A Python web application to manage large language models for llama.cpp servers: search and browse GGUF models on Hugging Face, download selected quantizations, and maintain a models.ini file compatible with the llama.cpp server.
Note: This application is currently in its alpha phase and has only been tested on Linux.
- Discover – Search Hugging Face for GGUF-compatible models (LMStudio-like interface). Filter by tags or text.
- Model Detail – View the Hugging Face model card, introduction, and a list of available quantizations (GGUF files), along with download sizes.
- Download Management – Download a chosen quantization directly via the Hugging Face API into your configured models directory. Active downloads include real-time progress bars, speed metrics, ETA estimates, and a cancel button.
- models.ini Integration – After each download, the app intelligently parses the model card for recommended parameters, dynamically structuring an entry in
models.ini, precisely mapping to the downloaded file. - My Models / Parameters Editor – Configure and edit default loading constraints for models (e.g., context size, GPU layers, seed) using an intuitive interface. Fully compatible with
llama.cpp's new configuration file requirements. - Configurable Settings – Web application port and default Hugging Face models directory can be configured through a unified settings view or
config.yaml.
- Python 3.10+
- Linux (Only tested on Linux)
- Dependencies in
requirements.txt
git clone https://github.com/your-username/llamamodel.git
cd /path/to/llamamodel
python -m venv venv
source venv/bin/activate
pip install -r requirements.txt| Parameter | Default | Description |
|---|---|---|
| port | 8081 |
HTTP port for the web app. |
| models_dir | ~/.cache/huggingface/models |
Base directory for Hugging Face downloads. Downloads are saved as author/model/file. models.ini is stored as models_dir/models.ini. |
Configure via:
-
Web UI: Navigate to the "Settings" tab in the application.
-
config.yaml in the project root:
port: 8081 models_dir: ~/.cache/huggingface/models
-
Environment variables (override config file):
LLAMAMODEL_PORT– port numberLLAMAMODEL_MODELS_DIR– path to models directory
python run.pyOr with uvicorn directly:
uvicorn app.main:app --host 0.0.0.0 --port 8081Then open http://localhost:8081 (or the port you configured) in your browser.
- Launch the App: Run the application using the commands above and open the UI in your browser.

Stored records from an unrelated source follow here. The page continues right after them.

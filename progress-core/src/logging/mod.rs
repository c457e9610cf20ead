//! Structured logging
//!
//! Thin setup layer over `tracing`:
//! - Level-based filtering with per-module overrides
//! - `RUST_LOG` wins over the configured filter when set
//! - Idempotent initialization (first call wins)

use serde::{Deserialize, Serialize};
use std::str::FromStr;
use std::sync::Once;
use tracing_subscriber::EnvFilter;

use crate::error::ParseError;

#[derive(Debug, Clone, Copy, PartialEq, Eq, Serialize, Deserialize)]
#[serde(rename_all = "lowercase")]
pub enum LogLevel {
    Trace,
    Debug,
    Info,
    Warn,
    Error,
}

impl LogLevel {
    pub fn as_str(&self) -> &'static str {
        match self {
            LogLevel::Trace => "trace",
            LogLevel::Debug => "debug",
            LogLevel::Info => "info",
            LogLevel::Warn => "warn",
            LogLevel::Error => "error",
        }
    }
}

impl FromStr for LogLevel {
    type Err = ParseError;

    fn from_str(s: &str) -> Result<Self, Self::Err> {
        match s.trim().to_ascii_lowercase().as_str() {
            "trace" => Ok(LogLevel::Trace),
            "debug" => Ok(LogLevel::Debug),
            "info" => Ok(LogLevel::Info),
            "warn" | "warning" => Ok(LogLevel::Warn),
            "error" => Ok(LogLevel::Error),
            _ => Err(ParseError::new("log level", s)),
        }
    }
}

#[derive(Debug, Clone, Serialize, Deserialize)]
pub struct TracingConfig {
    pub default_level: LogLevel,
    pub module_filters: Vec<(String, LogLevel)>,
    pub show_targets: bool,
    pub show_thread_ids: bool,
}

impl Default for TracingConfig {
    fn default() -> Self {
        Self {
            default_level: LogLevel::Info,
            module_filters: vec![
                ("progress_core::points".to_string(), LogLevel::Info),
                ("progress_core::streak".to_string(), LogLevel::Info),
                ("sqlx".to_string(), LogLevel::Warn),
                ("tower_http".to_string(), LogLevel::Info),
            ],
            show_targets: true,
            show_thread_ids: false,
        }
    }
}

impl TracingConfig {
    /// Same module overrides with a different default level
    pub fn with_level(level: LogLevel) -> Self {
        Self {
            default_level: level,
            ..Self::default()
        }
    }

    pub fn to_env_filter_string(&self) -> String {
        let mut parts = vec![self.default_level.as_str().to_string()];
        for (module, level) in &self.module_filters {
            parts.push(format!("{}={}", module, level.as_str()));
        }
        parts.join(",")
    }
}

static TRACING_INIT: Once = Once::new();

pub fn init_tracing_default() {
    init_tracing(&TracingConfig::default());
}

/// Install the global subscriber. Later calls are no-ops.
pub fn init_tracing(config: &TracingConfig) {
    let filter_str = config.to_env_filter_string();
    let show_targets = config.show_targets;
    let show_thread_ids = config.show_thread_ids;
    TRACING_INIT.call_once(move || {
        let filter =
            EnvFilter::try_from_default_env().unwrap_or_else(|_| EnvFilter::new(&filter_str));

        let subscriber = tracing_subscriber::fmt()
            .with_env_filter(filter)
            .with_target(show_targets)
            .with_thread_ids(show_thread_ids)
            .with_file(false)
            .with_line_number(false)
            .compact();

        // A test harness may have installed one already
        let _ = subscriber.try_init();
    });
}

/// Entered span for one named operation; closes on drop
pub struct TimingSpan {
    _span: tracing::span::EnteredSpan,
}

impl TimingSpan {
    pub fn new(name: &str) -> Self {
        let span = tracing::info_span!("operation", name = name);
        Self {
            _span: span.entered(),
        }
    }
}

#[cfg(test)]
mod tests {
    use super::*;

    #[test]
    fn test_log_level_parse() {
        assert_eq!("INFO".parse::<LogLevel>().unwrap(), LogLevel::Info);
        assert_eq!("warning".parse::<LogLevel>().unwrap(), LogLevel::Warn);
        assert!("loud".parse::<LogLevel>().is_err());
    }

    #[test]
    fn test_env_filter_string() {
        let filter = TracingConfig::with_level(LogLevel::Debug).to_env_filter_string();
        assert!(filter.starts_with("debug"));
        assert!(filter.contains("sqlx=warn"));
        assert!(filter.contains("progress_core::points=info"));
    }

    #[test]
    fn test_init_tracing_idempotent() {
        init_tracing_default();
        init_tracing(&TracingConfig::with_level(LogLevel::Trace));
        let _span = TimingSpan::new("test_operation");
        tracing::info!("still fine");
    }
}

- Find Models: Go to the Discover page to search for GGUF models. Filter your search by utilizing available tags.
- Select and Download: Click on a model to open its details. In the right panel, you'll see a list of available quantizations alongside file sizes. Click on the quantization to initiate the download.

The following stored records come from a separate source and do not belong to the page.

//! Achievement System
//!
//! Every catalog entry carries a stable `code` and a typed [`AchievementRule`].
//! One comparator evaluates all rules against the activity that just
//! happened plus the user's current stats, so renaming a badge never
//! silently disables it.
//!
//! Unlocking is idempotent per (user, achievement): [`evaluate_unlocks`]
//! skips ids the user already earned, and the store enforces the same
//! with an insert-if-absent.

use serde::{Deserialize, Serialize};
use std::collections::HashSet;

use crate::model::{
    Achievement, AchievementCategory, AchievementTier, ActivityData, ActivityType,
    GamificationStats,
};

/// Condition attached to an achievement
#[derive(Debug, Clone, PartialEq, Serialize, Deserialize)]
#[serde(tag = "kind", rename_all = "snake_case")]
pub enum AchievementRule {
    /// The very first lesson completion
    FirstLesson,
    /// Current streak reaches a number of days
    StreakAtLeast { days: u32 },
    /// Lessons completed today (including the current one)
    LessonsTodayAtLeast { count: u32 },
    /// Any perfect-score activity
    PerfectScore,
    /// Cumulative profile points
    PointsAtLeast { points: u64 },
    /// Single activity accuracy
    AccuracyAtLeast { percent: f64 },
    /// Conversation practice exchanges in one session
    ConversationExchangesAtLeast { count: u32 },
    /// Any completion of the given activity type
    ActivityCompleted { activity_type: ActivityType },
}

/// Everything a rule may look at
#[derive(Debug, Clone, Copy)]
pub struct RuleContext<'a> {
    pub activity: &'a ActivityData,
    pub stats: &'a GamificationStats,
    pub total_points: u64,
}

impl AchievementRule {
    pub fn is_satisfied(&self, ctx: &RuleContext<'_>) -> bool {
        let activity = ctx.activity;
        match self {
            Self::FirstLesson => activity.lesson_completed && activity.is_first_lesson,
            Self::StreakAtLeast { days } => ctx.stats.current_streak >= *days,
            Self::LessonsTodayAtLeast { count } => activity.lessons_completed_today >= *count,
            Self::PerfectScore => activity.is_perfect_score,
            Self::PointsAtLeast { points } => ctx.total_points >= *points,
            Self::AccuracyAtLeast { percent } => {
                activity.accuracy.is_some_and(|acc| acc >= *percent)
            }
            Self::ConversationExchangesAtLeast { count } => {
                activity.exchange_count.is_some_and(|n| n >= *count)
            }
            Self::ActivityCompleted { activity_type } => {
                activity.activity_type == Some(*activity_type)
            }
        }
    }
}

/// Catalog entries not yet earned whose rule holds for this context
pub fn evaluate_unlocks<'a>(
    catalog: &'a [Achievement],
    earned: &HashSet<i64>,
    ctx: &RuleContext<'_>,
) -> Vec<&'a Achievement> {
    catalog
        .iter()
        .filter(|a| !earned.contains(&a.id))
        .filter(|a| a.rule.is_satisfied(ctx))
        .collect()
}

/// Share of the catalog earned, 0-100
pub fn completion_percent(catalog_len: usize, earned: usize) -> f32 {
    if catalog_len == 0 {
        return 0.0;
    }
    earned.min(catalog_len) as f32 * 100.0 / catalog_len as f32
}

#[allow(clippy::too_many_arguments)]
fn entry(
    id: i64,
    code: &str,
    name: &str,
    description: &str,
    category: AchievementCategory,
    tier: AchievementTier,
    points_required: u64,
    badge_icon: &str,
    rule: AchievementRule,
) -> Achievement {
    let badge_color = match tier {
        AchievementTier::Bronze => "#CD7F32",
        AchievementTier::Silver => "#C0C0C0",
        AchievementTier::Gold => "#FFD700",
        AchievementTier::Platinum => "#E5E4E2",
    };
    Achievement {
        id,
        code: code.into(),
        name: name.into(),
        description: description.into(),
        category,
        tier,
        points_required,
        badge_icon: badge_icon.into(),
        badge_color: badge_color.into(),
        rule,
    }
}

/// Built-in catalog seeded into a fresh store
pub fn default_catalog() -> Vec<Achievement> {
    use AchievementCategory as C;
    use AchievementTier as T;

    vec![
        // === Progress ===
        entry(
            1,
            "first_steps",
            "First Steps",
            "Complete your first French lesson.",
            C::Progress,
            T::Bronze,
            0,
            "footprints",
            AchievementRule::FirstLesson,
        ),
        entry(
            2,
            "speed_learner",
            "Speed Learner",
            "Complete 10 lessons in a single day.",
            C::Progress,
            T::Gold,
            0,
            "lightning",
            AchievementRule::LessonsTodayAtLeast { count: 10 },
        ),
        entry(
            3,
            "culture_curious",
            "Curieux de culture",
            "Finish a cultural lesson.",
            C::Progress,
            T::Bronze,
            0,
            "eiffel",
            AchievementRule::ActivityCompleted {
                activity_type: ActivityType::CulturalLesson,
            },
        ),
        // === Streak ===
        entry(
            10,
            "consistent_learner",
            "Consistent Learner",
            "Keep a 7-day learning streak.",
            C::Streak,
            T::Silver,
            0,
            "flame",
            AchievementRule::StreakAtLeast { days: 7 },
        ),
        entry(
            11,
            "dedicated_student",
            "Dedicated Student",
            "Keep a 30-day learning streak.",
            C::Streak,
            T::Gold,
            0,
            "trophy",
            AchievementRule::StreakAtLeast { days: 30 },
        ),
        // === Excellence ===
        entry(
            20,
            "perfectionist",
            "Perfectionist",
            "Score 100% on a lesson.",
            C::Excellence,
            T::Silver,
            0,
            "star",
            AchievementRule::PerfectScore,
        ),
        entry(
            21,
            "golden_ear",
            "Golden Ear",
            "Reach 95% accuracy in one activity.",
            C::Excellence,
            T::Gold,
            0,
            "ear",
            AchievementRule::AccuracyAtLeast { percent: 95.0 },
        ),
        // === Points ===
        entry(
            30,
            "point_collector",
            "Point Collector",
            "Earn 1,000 points.",
            C::Points,
            T::Silver,
            1_000,
            "coins",
            AchievementRule::PointsAtLeast { points: 1_000 },
        ),
        entry(
            31,
            "point_hoarder",
            "Point Hoarder",
            "Earn 10,000 points.",
            C::Points,
            T::Platinum,
            10_000,
            "treasure",
            AchievementRule::PointsAtLeast { points: 10_000 },
        ),
        // === Conversation ===
        entry(
            40,
            "chatterbox",
            "Bavard",
            "Hold a conversation of 10 exchanges with your AI partner.",
            C::Conversation,
            T::Silver,
            0,
            "speech",
            AchievementRule::ConversationExchangesAtLeast { count: 10 },
        ),
    ]
}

- Monitor Progress: Keep track of the real-time download bar tracking speed, size, and ETA directly on the Discover page. You can cancel downloads midway if necessary.

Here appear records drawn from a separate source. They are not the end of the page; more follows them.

//! Shared fixtures: a seeded in-memory store, a pinned clock and one learner.

#![allow(dead_code)]

use chrono::{DateTime, TimeZone, Utc};
use std::sync::Arc;

use progress_core::{GamificationStats, Profile, UserId};
use progress_server::metrics::ServerMetrics;
use progress_server::storage::memory::MemoryStore;
use progress_server::storage::{init_memory_storage, StorageManager};
use progress_server::{FixedClock, Services};

pub const USER: UserId = 1;

pub struct TestEnv {
    pub storage: StorageManager,
    pub store: Arc<MemoryStore>,
    pub clock: Arc<FixedClock>,
    pub metrics: Arc<ServerMetrics>,
    pub services: Services,
}

/// Monday 2026-03-02, 10:00 UTC
pub fn start_time() -> DateTime<Utc> {
    Utc.with_ymd_and_hms(2026, 3, 2, 10, 0, 0).unwrap()
}

pub fn at(month: u32, day: u32, hour: u32) -> DateTime<Utc> {
    Utc.with_ymd_and_hms(2026, month, day, hour, 0, 0).unwrap()
}

pub async fn setup() -> TestEnv {
    let (storage, store) = init_memory_storage().await.unwrap();
    let clock = Arc::new(FixedClock::new(start_time()));
    let metrics = ServerMetrics::new();
    let services = Services::new(storage.clone(), metrics.clone(), clock.clone());

    storage
        .profiles
        .create(&Profile {
            id: USER,
            username: "amelie".into(),
            points: 0,
            level: "beginner".into(),
            created_at: Some(start_time()),
        })
        .await
        .unwrap();

    TestEnv {
        storage,
        store,
        clock,
        metrics,
        services,
    }
}

/// Overwrite the learner's streak state
pub async fn set_streak(
    env: &TestEnv,
    current: u32,
    last_activity: DateTime<Utc>,
    total_shields: u32,
) -> GamificationStats {
    let mut stats = env
        .storage
        .stats
        .create_if_absent(&GamificationStats::new(USER))
        .await
        .unwrap();
    stats.current_streak = current;
    stats.longest_streak = stats.longest_streak.max(current);
    stats.total_shields = total_shields;
    stats.last_activity_date = Some(last_activity);
    env.storage.stats.update(&stats).await.unwrap();
    stats
}

pub async fn stats(env: &TestEnv) -> GamificationStats {
    env.storage.stats.get(USER).await.unwrap().unwrap()
}

pub async fn profile_points(env: &TestEnv) -> u64 {
    env.storage.profiles.get(USER).await.unwrap().unwrap().points
}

- Manage Parameters: Once downloaded, navigate to the My Models page. Here, you can configure the parameters
llama.cppwill use upon initializing the model, such asn-gpu-layersandctx-size. Changes are actively saved tomodels.ini. - Start llama.cpp Server: Serve your chosen model utilizing the newly formatted
models.inifile:llama-server --model-config ~/.cache/huggingface/models/models.ini
This project is licensed under the GPL-2.0 License. See the LICENSE.md file for details.